The oil eating engine sometimes takes dirt bike owners by surprise because in our haste or long term laziness the #1 "to-do" on the pre-ride checklist often gets overlooked.
Therefore, check the oil level using the dipstick or sight glass (if equipped) - before every ride.
OK, we get it, even the best rider/mechanic slacks off a bit and gets blindsided by the need to top off the engine oil. In this situation, once you've determined it is engine oil consumption rather than an oil leak now you need to figure out why. Fortunately, just a few causes exist and the repair usually a simple one.
Oil consumption is normal - if you fail to properly change the oil on time. Check the service intervals. Have you stretched it past acceptable limits? Eventually, oil breaks down and loses viscosity then works its way into the combustion chamber. Now you're burning oil.
So, change your oil and see if that cuts back on the oil consumption. Another step you can take is using higher quality oil, like synthetic and/or heavier weight oil. In older engines, like a car, heavier weight oil protects better and prevents oil burn off.
Now what if this doesn't work?
Keeping tabs on the oil level keeps you riding
You're probably looking at worn out piston rings, valve guides and/or seals. In fact, a tell-tale sign of oil burning, without checking levels, is heavy exhaust smoke upon start-up which dissipates once the engine gets warm which is usually from bad valve guide seals.
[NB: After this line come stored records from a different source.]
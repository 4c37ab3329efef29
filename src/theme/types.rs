use crossterm::event::{KeyCode, KeyModifiers};
use ratatui::style::Color;

/// Application color palette.
#[derive(Clone, Copy, Debug, PartialEq, Eq)]
pub struct Theme {
    /// Primary background color for the canvas.
    pub base: Color,
    /// Subtle surface color for selection backgrounds.
    pub surface1: Color,
    /// Muted overlay line/border color.
    pub overlay1: Color,
    /// Primary foreground text color.
    pub text: Color,
    /// Secondary text for less prominent content.
    pub subtext0: Color,
    /// Accent color used for focus and interactive highlights.
    pub sapphire: Color,
    /// Accent color for headings.
    pub mauve: Color,
    /// Success/positive state color.
    pub green: Color,
    /// Warning/attention state color, also used for favorite markers.
    pub yellow: Color,
    /// Error/danger state color.
    pub red: Color,
    /// Accent color for search-match highlights.
    pub lavender: Color,
}

impl Default for Theme {
    fn default() -> Self {
        Self {
            base: Color::Rgb(0x1e, 0x1e, 0x2e),
            surface1: Color::Rgb(0x45, 0x47, 0x5a),
            overlay1: Color::Rgb(0x7f, 0x84, 0x9c),
            text: Color::Rgb(0xcd, 0xd6, 0xf4),
            subtext0: Color::Rgb(0xa6, 0xad, 0xc8),
            sapphire: Color::Rgb(0x74, 0xc7, 0xec),
            mauve: Color::Rgb(0xcb, 0xa6, 0xf7),
            green: Color::Rgb(0xa6, 0xe3, 0xa1),
            yellow: Color::Rgb(0xf9, 0xe2, 0xaf),
            red: Color::Rgb(0xf3, 0x8b, 0xa8),
            lavender: Color::Rgb(0xb4, 0xbe, 0xfe),
        }
    }
}

impl Theme {
    /// Palette that leaves every color to the terminal defaults (`--no-color`).
    #[must_use]
    pub const fn monochrome() -> Self {
        Self {
            base: Color::Reset,
            surface1: Color::Reset,
            overlay1: Color::Reset,
            text: Color::Reset,
            subtext0: Color::Reset,
            sapphire: Color::Reset,
            mauve: Color::Reset,
            green: Color::Reset,
            yellow: Color::Reset,
            red: Color::Reset,
            lavender: Color::Reset,
        }
    }
}

/// Color used for categories without a palette slot.
pub const DEFAULT_CATEGORY_COLOR: Color = Color::Rgb(0x77, 0x77, 0x77);
/// Minimum number of palette slots; shorter palettes are padded with the default color.
pub const MIN_CATEGORY_COLORS: usize = 10;
/// Icon used for categories without a configured icon.
pub const DEFAULT_ICON: &str = "✨";

/// User-configurable application settings parsed from `settings.conf`.
#[derive(Clone, Debug, PartialEq, Eq)]
pub struct Settings {
    /// Dataset file; relative paths resolve against the config directory.
    pub dataset_path: Option<String>,
    /// Blob key holding the favorites list.
    pub favorites_key: String,
    /// How long transient status messages stay visible.
    pub status_duration_ms: u64,
    /// Duration of the panel's open transition.
    pub panel_transition_ms: u64,
    /// Category palette in first-seen order.
    pub category_colors: Vec<Color>,
    /// Icons per category name.
    pub category_icons: Vec<(String, String)>,
    /// Icon for categories without an entry in `category_icons`.
    pub default_icon: String,
    /// Whether the keybinds footer is shown.
    pub show_keybinds_footer: bool,
    /// Resolved key bindings.
    pub keymap: KeyMap,
}

impl Default for Settings {
    fn default() -> Self {
        Self {
            dataset_path: None,
            favorites_key: crate::favorites::DEFAULT_FAVORITES_KEY.to_string(),
            status_duration_ms: 4000,
            panel_transition_ms: 300,
            category_colors: default_category_colors(),
            category_icons: Vec::new(),
            default_icon: DEFAULT_ICON.to_string(),
            show_keybinds_footer: true,
            keymap: KeyMap::default(),
        }
    }
}

impl Settings {
    /// What: Pick the display color of a category.
    ///
    /// Inputs:
    /// - `palette_index`: Slot in first-seen order; `None` for the uncategorized bucket.
    ///
    /// Output:
    /// - Palette color, cycling when there are more categories than colors.
    #[must_use]
    pub fn category_color(&self, palette_index: Option<usize>) -> Color {
        match palette_index {
            Some(i) if !self.category_colors.is_empty() => {
                self.category_colors[i % self.category_colors.len()]
            }
            _ => DEFAULT_CATEGORY_COLOR,
        }
    }

    /// Icon configured for `category`, or the default icon.
    #[must_use]
    pub fn category_icon(&self, category: &str) -> &str {
        self.category_icons
            .iter()
            .find(|(name, _)| name == category)
            .map_or(self.default_icon.as_str(), |(_, icon)| icon.as_str())
    }
}

/// Built-in category palette.
fn default_category_colors() -> Vec<Color> {
    vec![
        Color::Rgb(0x89, 0xb4, 0xfa),
        Color::Rgb(0xa6, 0xe3, 0xa1),
        Color::Rgb(0xf9, 0xe2, 0xaf),
        Color::Rgb(0xf3, 0x8b, 0xa8),
        Color::Rgb(0xcb, 0xa6, 0xf7),
        Color::Rgb(0x94, 0xe2, 0xd5),
        Color::Rgb(0xfa, 0xb3, 0x87),
        Color::Rgb(0xf5, 0xc2, 0xe7),
        Color::Rgb(0x74, 0xc7, 0xec),
        Color::Rgb(0xb4, 0xbe, 0xfe),
    ]
}

/// A single keyboard chord (modifiers + key).
#[derive(Clone, Copy, Debug, PartialEq, Eq, Hash)]
pub struct KeyChord {
    /// Key code.
    pub code: KeyCode,
    /// Required modifiers.
    pub mods: KeyModifiers,
}

impl KeyChord {
    /// Chord without modifiers.
    #[must_use]
    pub const fn plain(code: KeyCode) -> Self {
        Self {
            code,
            mods: KeyModifiers::empty(),
        }
    }

    /// Chord with the Ctrl modifier.
    #[must_use]
    pub const fn ctrl(ch: char) -> Self {
        Self {
            code: KeyCode::Char(ch),
            mods: KeyModifiers::CONTROL,
        }
    }

    /// Return a short display label such as "Ctrl+R", "F1", "Esc".
    #[must_use]
    pub fn label(&self) -> String {
        let mut parts: Vec<&'static str> = Vec::new();
        if self.mods.contains(KeyModifiers::CONTROL) {
            parts.push("Ctrl");
        }
        if self.mods.contains(KeyModifiers::ALT) {
            parts.push("Alt");
        }
        if self.mods.contains(KeyModifiers::SHIFT) {
            parts.push("Shift");
        }
        let key = match self.code {
            KeyCode::Char(' ') => "Space".to_string(),
            KeyCode::Char(ch) => ch.to_ascii_uppercase().to_string(),
            KeyCode::Enter => "Enter".to_string(),
            KeyCode::Esc => "Esc".to_string(),
            KeyCode::Backspace => "Backspace".to_string(),
            KeyCode::Tab => "Tab".to_string(),
            KeyCode::BackTab => "Shift+Tab".to_string(),
            KeyCode::Up => "↑".to_string(),
            KeyCode::Down => "↓".to_string(),
            KeyCode::Left => "←".to_string(),
            KeyCode::Right => "→".to_string(),
            KeyCode::F(n) => format!("F{n}"),
            _ => "?".to_string(),
        };
        if parts.is_empty() || matches!(self.code, KeyCode::BackTab) {
            key
        } else {
            format!("{}+{}", parts.join("+"), key)
        }
    }

    /// Whether a pressed key matches this chord.
    #[must_use]
    pub fn matches(&self, code: KeyCode, mods: KeyModifiers) -> bool {
        let code = match code {
            KeyCode::Char(c) => KeyCode::Char(c.to_ascii_lowercase()),
            other => other,
        };
        // Shift is implied by uppercase characters and not required to match.
        let mods = if matches!(code, KeyCode::Char(_)) {
            mods.difference(KeyModifiers::SHIFT)
        } else {
            mods
        };
        self.code == code && self.mods == mods
    }
}

/// Application key bindings.
/// Each action can have multiple chords.
#[derive(Clone, Debug, PartialEq, Eq)]
pub struct KeyMap {
    /// Quit the application.
    pub quit: Vec<KeyChord>,
    /// Move focus to the search input.
    pub focus_search: Vec<KeyChord>,
    /// Switch between all records and favorites only.
    pub toggle_favorites_view: Vec<KeyChord>,
    /// Flip favorite status of the open record.
    pub toggle_favorite: Vec<KeyChord>,
    /// Close the detail panel.
    pub close_panel: Vec<KeyChord>,
    /// Move the card selection down.
    pub next_card: Vec<KeyChord>,
    /// Move the card selection up.
    pub prev_card: Vec<KeyChord>,
    /// Open the selected card or related link.
    pub activate: Vec<KeyChord>,
    /// Cycle focus between search, cards and the panel.
    pub cycle_focus: Vec<KeyChord>,
}

impl Default for KeyMap {
    fn default() -> Self {
        use KeyCode::{Down, Enter, Esc, Tab, Up};
        Self {
            quit: vec![KeyChord::ctrl('c'), KeyChord::ctrl('q')],
            focus_search: vec![KeyChord::ctrl('f'), KeyChord::plain(KeyCode::Char('/'))],
            toggle_favorites_view: vec![KeyChord::ctrl('v'), KeyChord::plain(KeyCode::F(2))],
            toggle_favorite: vec![KeyChord::ctrl('s'), KeyChord::plain(KeyCode::Char('*'))],
            close_panel: vec![KeyChord::plain(Esc)],
            next_card: vec![KeyChord::plain(Down)],
            prev_card: vec![KeyChord::plain(Up)],
            activate: vec![KeyChord::plain(Enter)],
            cycle_focus: vec![KeyChord::plain(Tab)],
        }
    }
}
use std::sync::Arc;
use std::sync::atomic::{AtomicBool, Ordering};

use crossterm::event::Event as CEvent;
use tokio::{
    sync::mpsc,
    time::{Duration, sleep},
};

use casebook::state::{Command, Effects};

/// Interval of the housekeeping tick.
pub const TICK_INTERVAL: Duration = Duration::from_millis(250);

/// What: Channels feeding the single event-processing loop.
///
/// Details:
/// - Terminal events come from a blocking reader thread.
/// - Deferred commands (ticks, transition settles) come from tokio tasks.
pub struct Channels {
    /// Terminal events from the reader thread.
    pub event_rx: mpsc::UnboundedReceiver<CEvent>,
    /// Stop flag for the reader thread.
    pub event_thread_cancelled: Arc<AtomicBool>,
    /// Sender for deferred commands.
    pub cmd_tx: mpsc::UnboundedSender<Command>,
    /// Deferred commands awaiting the loop.
    pub cmd_rx: mpsc::UnboundedReceiver<Command>,
}

impl Channels {
    /// What: Create the channels and start the event reader and tick workers.
    ///
    /// Inputs:
    /// - `headless`: Skip the terminal reader; the event channel is closed immediately.
    ///
    /// Output:
    /// - Receivers for the event loop plus the command sender for deferred work.
    pub fn start(headless: bool) -> Self {
        let (event_tx, event_rx) = mpsc::unbounded_channel::<CEvent>();
        let (cmd_tx, cmd_rx) = mpsc::unbounded_channel::<Command>();
        let event_thread_cancelled = Arc::new(AtomicBool::new(false));
        if headless {
            drop(event_tx);
        } else {
            spawn_event_thread(event_tx, event_thread_cancelled.clone());
        }
        spawn_tick_worker(cmd_tx.clone());
        Self {
            event_rx,
            event_thread_cancelled,
            cmd_tx,
            cmd_rx,
        }
    }

    /// Ask the reader thread to stop.
    pub fn cancel_events(&self) {
        self.event_thread_cancelled.store(true, Ordering::Relaxed);
    }

    /// What: Schedule the deferred work requested by processed commands.
    ///
    /// Inputs:
    /// - `effects`: Effects in the order their commands were applied.
    ///
    /// Details:
    /// - Each settle request sleeps for its delay, then posts
    ///   `Command::SettleTransition` back into the loop. Stale generations are
    ///   ignored by the panel when they arrive.
    pub fn schedule(&self, effects: &[Effects]) {
        for fx in effects {
            if let Some((generation, delay)) = fx.settle_after {
                let tx = self.cmd_tx.clone();
                tokio::spawn(async move {
                    sleep(delay).await;
                    let _ = tx.send(Command::SettleTransition(generation));
                });
            }
        }
    }
}

/// Read terminal events on a blocking thread until cancelled or the loop goes away.
fn spawn_event_thread(event_tx: mpsc::UnboundedSender<CEvent>, cancelled: Arc<AtomicBool>) {
    std::thread::spawn(move || {
        while !cancelled.load(Ordering::Relaxed) {
            match crossterm::event::poll(std::time::Duration::from_millis(50)) {
                Ok(true) => match crossterm::event::read() {
                    Ok(ev) => {
                        if cancelled.load(Ordering::Relaxed) || event_tx.send(ev).is_err() {
                            break;
                        }
                    }
                    Err(e) => tracing::debug!(error = %e, "[Runtime] Ignoring event read error"),
                },
                Ok(false) => {}
                Err(e) => tracing::debug!(error = %e, "[Runtime] Ignoring event poll error"),
            }
        }
    });
}

/// Post `Command::Tick` every [`TICK_INTERVAL`] until the loop goes away.
fn spawn_tick_worker(cmd_tx: mpsc::UnboundedSender<Command>) {
    tokio::spawn(async move {
        let mut interval = tokio::time::interval(TICK_INTERVAL);
        loop {
            interval.tick().await;
            if cmd_tx.send(Command::Tick).is_err() {
                break;
            }
        }
    });
}
use crossterm::event::{MouseButton, MouseEvent, MouseEventKind};

use super::Dispatch;
use crate::panel::CloseReason;
use crate::state::{AppState, Command, Focus, rect_contains};

/// What: Handle a mouse event using the rectangles recorded by the last render.
///
/// Inputs:
/// - `m`: Mouse event.
/// - `app`: Application state with hit-test rectangles.
/// - `out`: Dispatch collecting effects.
///
/// Details:
/// - Inside the open panel: close button, favorite button and related links.
/// - On a card: select and activate it (never treated as an outside click).
/// - Anywhere else while the panel is open: close it as an outside click, then apply
///   whatever the click landed on (search input, favorites toggle).
/// - Scroll wheel moves the card selection.
pub(super) fn handle_mouse_event(m: MouseEvent, app: &mut AppState, out: &mut Dispatch) {
    let (col, row) = (m.column, m.row);
    match m.kind {
        MouseEventKind::ScrollDown => app.move_selection(1),
        MouseEventKind::ScrollUp => app.move_selection(-1),
        MouseEventKind::Down(MouseButton::Left) => {
            if app.panel.is_open() && app.panel_rect.is_some_and(|r| rect_contains(r, col, row)) {
                handle_panel_click(app, col, row, out);
                return;
            }
            if let Some(id) = app.card_at(col, row) {
                app.selected = Some(id);
                app.focus = Focus::Cards;
                out.run(app, Command::Activate(id));
                return;
            }
            if app.panel.is_open() {
                out.run(app, Command::Close(CloseReason::OutsideClick));
            }
            if app
                .favorites_toggle_rect
                .is_some_and(|r| rect_contains(r, col, row))
            {
                out.run(app, Command::ToggleFavoritesView);
            } else if app.search_rect.is_some_and(|r| rect_contains(r, col, row)) {
                app.focus = Focus::Search;
            }
        }
        _ => {}
    }
}

/// Handle a left click that landed inside the detail panel.
fn handle_panel_click(app: &mut AppState, col: u16, row: u16, out: &mut Dispatch) {
    if app
        .close_button_rect
        .is_some_and(|r| rect_contains(r, col, row))
    {
        out.run(app, Command::Close(CloseReason::Button));
    } else if app
        .favorite_button_rect
        .is_some_and(|r| rect_contains(r, col, row))
    {
        out.run(app, Command::ToggleFavorite);
    } else if let Some(id) = app.related_at(col, row) {
        app.focus = Focus::Panel;
        out.run(app, Command::Activate(id));
    }
}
Therefore, tear down the motor and get ready for a top end job. If any of the rings, guides or seals need changing then just replace everything. A piecemeal approach simply ensures stepping on square one in a month or so. Most top end kits include new rings so you're covered on all fronts.
After this, if you've done all the above and the engine still consumes oil check the oil rings to ensure correct installation.
Finally, continued oil consumption moves you from do-it-yourself work to finding a trusted mechanic. The next course of action is probably a compression test which uses a compression tester (looks like a tire pressure gauge) and then a leak-down test, which forces compressed air into the cylinder and measures the rate of leakage. Both tests help identify the exact cause of the oil consumption problem.
Remember, regular oil changes and replacing parts after the recommended use-hours noted in the bike's owner's manual helps prevent needless wear-and-tear including oil consumption problems.